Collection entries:
=====

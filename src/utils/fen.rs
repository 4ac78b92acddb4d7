//! FEN parsing and generation.
//!
//! FEN castling letters map onto the moved-flags the rules track: a missing
//! letter for one wing marks that rook as moved, and a color with no letters
//! at all is treated as having moved its king. The full-move counter is
//! validated but not kept.

use crate::chess_errors::{ChessErrors, ChessResult};
use crate::game_state::board::Board;
use crate::game_state::chess_types::*;
use crate::game_state::game_state::GameState;
use crate::game_state::position_history::PositionHistory;
use crate::utils::algebraic::algebraic_to_square;

pub fn parse_fen(fen: &str) -> ChessResult<GameState> {
    let invalid = |reason: &str| ChessErrors::InvalidFen(format!("{reason}: {fen:?}"));
    let mut parts = fen.split_whitespace();

    let board_part = parts.next().ok_or_else(|| invalid("missing board layout"))?;
    let side_part = parts.next().ok_or_else(|| invalid("missing side to move"))?;
    let castling_part = parts.next().ok_or_else(|| invalid("missing castling rights"))?;
    let en_passant_part = parts.next().ok_or_else(|| invalid("missing en-passant square"))?;
    let halfmove_part = parts.next().ok_or_else(|| invalid("missing halfmove clock"))?;
    let fullmove_part = parts.next().ok_or_else(|| invalid("missing fullmove number"))?;

    if parts.next().is_some() {
        return Err(invalid("extra trailing fields"));
    }

    let board = parse_board(board_part)?;
    let side_to_move = match side_part {
        "w" => Color::White,
        "b" => Color::Black,
        _ => return Err(invalid("invalid side to move")),
    };
    let castling_rights = parse_castling_rights(castling_part)?;
    let en_passant_file = if en_passant_part == "-" {
        None
    } else {
        Some(algebraic_to_square(en_passant_part)?.col())
    };
    let halfmove_clock = halfmove_part
        .parse::<u16>()
        .map_err(|_| invalid("invalid halfmove clock"))?;
    fullmove_part
        .parse::<u16>()
        .map_err(|_| invalid("invalid fullmove number"))?;

    GameState::from_parts(
        board,
        side_to_move,
        castling_rights,
        en_passant_file,
        halfmove_clock,
        PositionHistory::new(),
    )
}

fn parse_board(board_part: &str) -> ChessResult<Board> {
    let ranks: Vec<&str> = board_part.split('/').collect();
    if ranks.len() != 8 {
        return Err(ChessErrors::InvalidFen(
            "board layout must contain 8 ranks".to_owned(),
        ));
    }

    let mut board = Board::empty();
    for (fen_rank_idx, rank_str) in ranks.iter().enumerate() {
        let row = 7 - fen_rank_idx as i8;
        let too_many_files =
            || ChessErrors::InvalidFen(format!("rank {rank_str:?} has too many files"));
        let mut col = 0usize;

        for ch in rank_str.chars() {
            if let Some(empty_count) = ch.to_digit(10) {
                if !(1..=8).contains(&empty_count) {
                    return Err(ChessErrors::InvalidFen(format!(
                        "invalid empty-square count '{ch}'"
                    )));
                }
                col += empty_count as usize;
                if col > 8 {
                    return Err(too_many_files());
                }
                continue;
            }

            let piece = Piece::from_fen_char(ch).ok_or_else(|| {
                ChessErrors::InvalidFen(format!("invalid piece character '{ch}'"))
            })?;
            if col >= 8 {
                return Err(too_many_files());
            }
            let square = Square::new(row, col as i8).ok_or_else(too_many_files)?;
            board.set(square, Some(piece));
            col += 1;
        }

        if col != 8 {
            return Err(ChessErrors::InvalidFen(format!(
                "rank {rank_str:?} does not sum to 8 files"
            )));
        }
    }

    Ok(board)
}

fn parse_castling_rights(castling_part: &str) -> ChessResult<CastlingRights> {
    let mut kingside = [false; 2];
    let mut queenside = [false; 2];

    if castling_part != "-" {
        for ch in castling_part.chars() {
            match ch {
                'K' => kingside[Color::White.index()] = true,
                'Q' => queenside[Color::White.index()] = true,
                'k' => kingside[Color::Black.index()] = true,
                'q' => queenside[Color::Black.index()] = true,
                _ => {
                    return Err(ChessErrors::InvalidFen(format!(
                        "invalid castling rights character '{ch}'"
                    )))
                }
            }
        }
    }

    let mut rights = CastlingRights::default();
    for color in [Color::White, Color::Black] {
        let (k, q) = (kingside[color.index()], queenside[color.index()]);
        let side = rights.side_mut(color);
        if !k && !q {
            side.king_moved = true;
        } else {
            side.kingside_rook_moved = !k;
            side.queenside_rook_moved = !q;
        }
    }
    Ok(rights)
}

/// FEN for `state`. The full-move number is not tracked and is always `1`.
pub fn generate_fen(state: &GameState) -> String {
    let side_to_move = match state.side_to_move {
        Color::White => "w",
        Color::Black => "b",
    };

    let en_passant = state
        .en_passant_file
        .and_then(|file| {
            let color = state.side_to_move;
            Square::new(
                color.en_passant_row() as i8 + color.pawn_direction(),
                file as i8,
            )
        })
        .map_or_else(|| "-".to_owned(), |square| square.to_string());

    format!(
        "{} {} {} {} {} 1",
        generate_board_field(&state.board),
        side_to_move,
        generate_castling_field(&state.castling_rights),
        en_passant,
        state.halfmove_clock
    )
}

fn generate_board_field(board: &Board) -> String {
    let mut out = String::new();

    for row in (0..8i8).rev() {
        let mut empty_count = 0u8;

        for col in 0..8i8 {
            match Square::new(row, col).and_then(|square| board.get(square)) {
                Some(piece) => {
                    if empty_count > 0 {
                        out.push(char::from(b'0' + empty_count));
                        empty_count = 0;
                    }
                    out.push(piece.fen_char());
                }
                None => empty_count += 1,
            }
        }

        if empty_count > 0 {
            out.push(char::from(b'0' + empty_count));
        }
        if row > 0 {
            out.push('/');
        }
    }

    out
}

fn generate_castling_field(rights: &CastlingRights) -> String {
    let mut out = String::new();
    for (color, k, q) in [(Color::White, 'K', 'Q'), (Color::Black, 'k', 'q')] {
        let side = rights.side(color);
        if side.can_castle_kingside() {
            out.push(k);
        }
        if side.can_castle_queenside() {
            out.push(q);
        }
    }
    if out.is_empty() {
        out.push('-');
    }
    out
}
//! Canonical chess-rule constants.
//!
//! Thresholds for the draw rules and the standard starting layout used to
//! initialise every new game.

use crate::game_state::chess_types::PieceKind;

/// Standard chess starting position in Forsyth-Edwards Notation (FEN).
pub const STARTING_POSITION_FEN: &str = "rnbqkbnr/pppppppp/8/8/8/8/PPPPPPPP/RNBQKBNR w KQkq - 0 1";

/// Back-rank layout from file a to file h, identical for both colors.
pub const BACK_RANK: [PieceKind; 8] = [
    PieceKind::Rook,
    PieceKind::Knight,
    PieceKind::Bishop,
    PieceKind::Queen,
    PieceKind::King,
    PieceKind::Bishop,
    PieceKind::Knight,
    PieceKind::Rook,
];

/// Half-moves without a pawn move or capture after which the game is drawn.
pub const FIFTY_MOVE_HALFMOVES: u16 = 100;

/// Occurrences of one position that draw the game.
pub const REPETITION_LIMIT: u8 = 3;

/// File of the king at the start of the game.
pub const KING_HOME_COL: u8 = 4;
pub const KINGSIDE_ROOK_COL: u8 = 7;
pub const QUEENSIDE_ROOK_COL: u8 = 0;
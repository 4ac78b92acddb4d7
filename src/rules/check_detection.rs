//! Attack, check, and legal-reply detection on a bare board.
//!
//! Everything here is pure and works on copies: nothing mutates the board it
//! is given. Legal-reply search is brute force over every origin/destination
//! pair, which is bounded by 64 x 64 geometry checks.

use crate::game_state::board::Board;
use crate::game_state::chess_types::*;
use crate::rules::move_geometry::{
    is_diagonal, is_king_step, is_knight_step, is_orthogonal, is_valid_move, path_is_clear,
};

/// Location of the king of `color`, or `None` if the position is corrupt.
#[inline]
pub fn find_king(board: &Board, color: Color) -> Option<Square> {
    board.find_king(color)
}

/// Whether `piece` standing on `from` attacks `target`, regardless of what stands there.
pub fn attacks_square(board: &Board, from: Square, piece: Piece, target: Square) -> bool {
    if from == target {
        return false;
    }
    let line = ChessMove::new(from, target);

    match piece.kind {
        PieceKind::Pawn => {
            line.row_delta() == piece.color.pawn_direction() && line.col_delta().abs() == 1
        }
        PieceKind::Knight => is_knight_step(&line),
        PieceKind::Bishop => is_diagonal(&line) && path_is_clear(board, from, target),
        PieceKind::Rook => is_orthogonal(&line) && path_is_clear(board, from, target),
        PieceKind::Queen => {
            (is_diagonal(&line) || is_orthogonal(&line)) && path_is_clear(board, from, target)
        }
        PieceKind::King => is_king_step(&line),
    }
}

/// True when any piece of `by_color` attacks `square`.
pub fn is_square_attacked(board: &Board, square: Square, by_color: Color) -> bool {
    board
        .pieces_of(by_color)
        .any(|(from, piece)| attacks_square(board, from, piece, square))
}

/// Whether the king of `color` is attacked. A board without that king is never in check.
pub fn is_in_check(board: &Board, color: Color) -> bool {
    let Some(king) = find_king(board, color) else {
        return false;
    };
    is_square_attacked(board, king, color.opposite())
}

/// Plays `mv` as a plain relocation on a scratch board and tests for check.
pub fn would_leave_in_check(board: &Board, mv: &ChessMove, color: Color) -> bool {
    let scratch = board.with_relocation(mv.from, mv.to);
    is_in_check(&scratch, color)
}

/// Whether `color` has at least one ordinary legal move.
///
/// Two-column king moves are skipped: a legal castle always implies a legal
/// single king step onto the transit square, so they never change the answer.
/// En passant needs the previous move and is added by the game state.
pub fn has_any_legal_move(board: &Board, color: Color) -> bool {
    board.pieces_of(color).any(|(from, piece)| {
        Square::all().any(|to| {
            let mv = ChessMove::new(from, to);
            if piece.kind == PieceKind::King && mv.col_delta().abs() == 2 {
                return false;
            }
            is_valid_move(board, &mv, color) && !would_leave_in_check(board, &mv, color)
        })
    })
}

pub fn is_checkmate(board: &Board, color: Color) -> bool {
    is_in_check(board, color) && !has_any_legal_move(board, color)
}

pub fn is_stalemate(board: &Board, color: Color) -> bool {
    !is_in_check(board, color) && !has_any_legal_move(board, color)
}

#[cfg(test)]
mod tests {
    use super::*;
    use crate::utils::fen::parse_fen;

    fn sq(name: &str) -> Square {
        name.parse().expect("square should parse")
    }

    #[test]
    fn starting_position_is_quiet() {
        let board = Board::standard();
        assert!(!is_in_check(&board, Color::White));
        assert!(!is_in_check(&board, Color::Black));
        assert!(has_any_legal_move(&board, Color::White));
        assert!(has_any_legal_move(&board, Color::Black));
    }

    #[test]
    fn pawn_attacks_empty_diagonals_only() {
        let state = parse_fen("4k3/8/8/8/8/8/4P3/4K3 w - - 0 1").expect("FEN should parse");
        assert!(is_square_attacked(&state.board, sq("d3"), Color::White));
        assert!(is_square_attacked(&state.board, sq("f3"), Color::White));
        assert!(!is_square_attacked(&state.board, sq("e3"), Color::White));
        assert!(!is_square_attacked(&state.board, sq("d1"), Color::Black));
    }

    #[test]
    fn sliding_attacks_are_blocked() {
        let state = parse_fen("4k3/8/8/8/8/8/4N3/r3K3 w - - 0 1").expect("FEN should parse");
        assert!(is_in_check(&state.board, Color::White));
        assert!(!is_square_attacked(&state.board, sq("f2"), Color::Black));

        let state = parse_fen("4r1k1/8/8/8/8/8/4N3/4K3 w - - 0 1").expect("FEN should parse");
        assert!(!is_in_check(&state.board, Color::White));
    }

    #[test]
    fn pinned_piece_cannot_move_off_the_line() {
        let state = parse_fen("4r1k1/8/8/8/8/8/4N3/4K3 w - - 0 1").expect("FEN should parse");
        let knight_jump = ChessMove::new(sq("e2"), sq("c3"));
        assert!(is_valid_move(&state.board, &knight_jump, Color::White));
        assert!(would_leave_in_check(&state.board, &knight_jump, Color::White));
    }

    #[test]
    fn back_rank_mate() {
        let state = parse_fen("3R2k1/5ppp/8/8/8/8/8/6K1 b - - 0 1").expect("FEN should parse");
        assert!(is_checkmate(&state.board, Color::Black));
        assert!(!is_stalemate(&state.board, Color::Black));
    }

    #[test]
    fn rook_stalemate_and_near_stalemate() {
        // Black king on a8, white rook on b7 guarded by the king: no legal move.
        let state = parse_fen("k7/1R6/1K6/8/8/8/8/8 b - - 0 1").expect("FEN should parse");
        assert!(!is_in_check(&state.board, Color::Black));
        assert!(!has_any_legal_move(&state.board, Color::Black));
        assert!(is_stalemate(&state.board, Color::Black));

        // Same idea with the white king one square further: Kxb7 is available.
        let state = parse_fen("k7/1R6/8/1K6/8/8/8/8 b - - 0 1").expect("FEN should parse");
        assert!(has_any_legal_move(&state.board, Color::Black));
        assert!(!is_stalemate(&state.board, Color::Black));
        assert!(!is_checkmate(&state.board, Color::Black));
    }

    #[test]
    fn kings_never_walk_into_each_other() {
        let state = parse_fen("8/8/8/3k4/8/3K4/8/8 w - - 0 1").expect("FEN should parse");
        let step = ChessMove::new(sq("d3"), sq("d4"));
        assert!(is_valid_move(&state.board, &step, Color::White));
        assert!(would_leave_in_check(&state.board, &step, Color::White));
    }

    #[test]
    fn missing_king_is_not_in_check() {
        let board = Board::empty();
        assert_eq!(find_king(&board, Color::White), None);
        assert!(!is_in_check(&board, Color::White));
    }
}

=====

* [Exercise brief]
Using the data above, extract exactly the lines from the one that holds "mv: &ChessMove, color: Color)" to the one that holds "let mv = ChessMove::new(from, to);", both ends included, and no others.

* [Solution to this exercise]
pub fn would_leave_in_check(board: &Board, mv: &ChessMove, color: Color) -> bool {
    let scratch = board.with_relocation(mv.from, mv.to);
    is_in_check(&scratch, color)
}

/// Whether `color` has at least one ordinary legal move.
///
/// Two-column king moves are skipped: a legal castle always implies a legal
/// single king step onto the transit square, so they never change the answer.
/// En passant needs the previous move and is added by the game state.
pub fn has_any_legal_move(board: &Board, color: Color) -> bool {
    board.pieces_of(color).any(|(from, piece)| {
        Square::all().any(|to| {
            let mv = ChessMove::new(from, to);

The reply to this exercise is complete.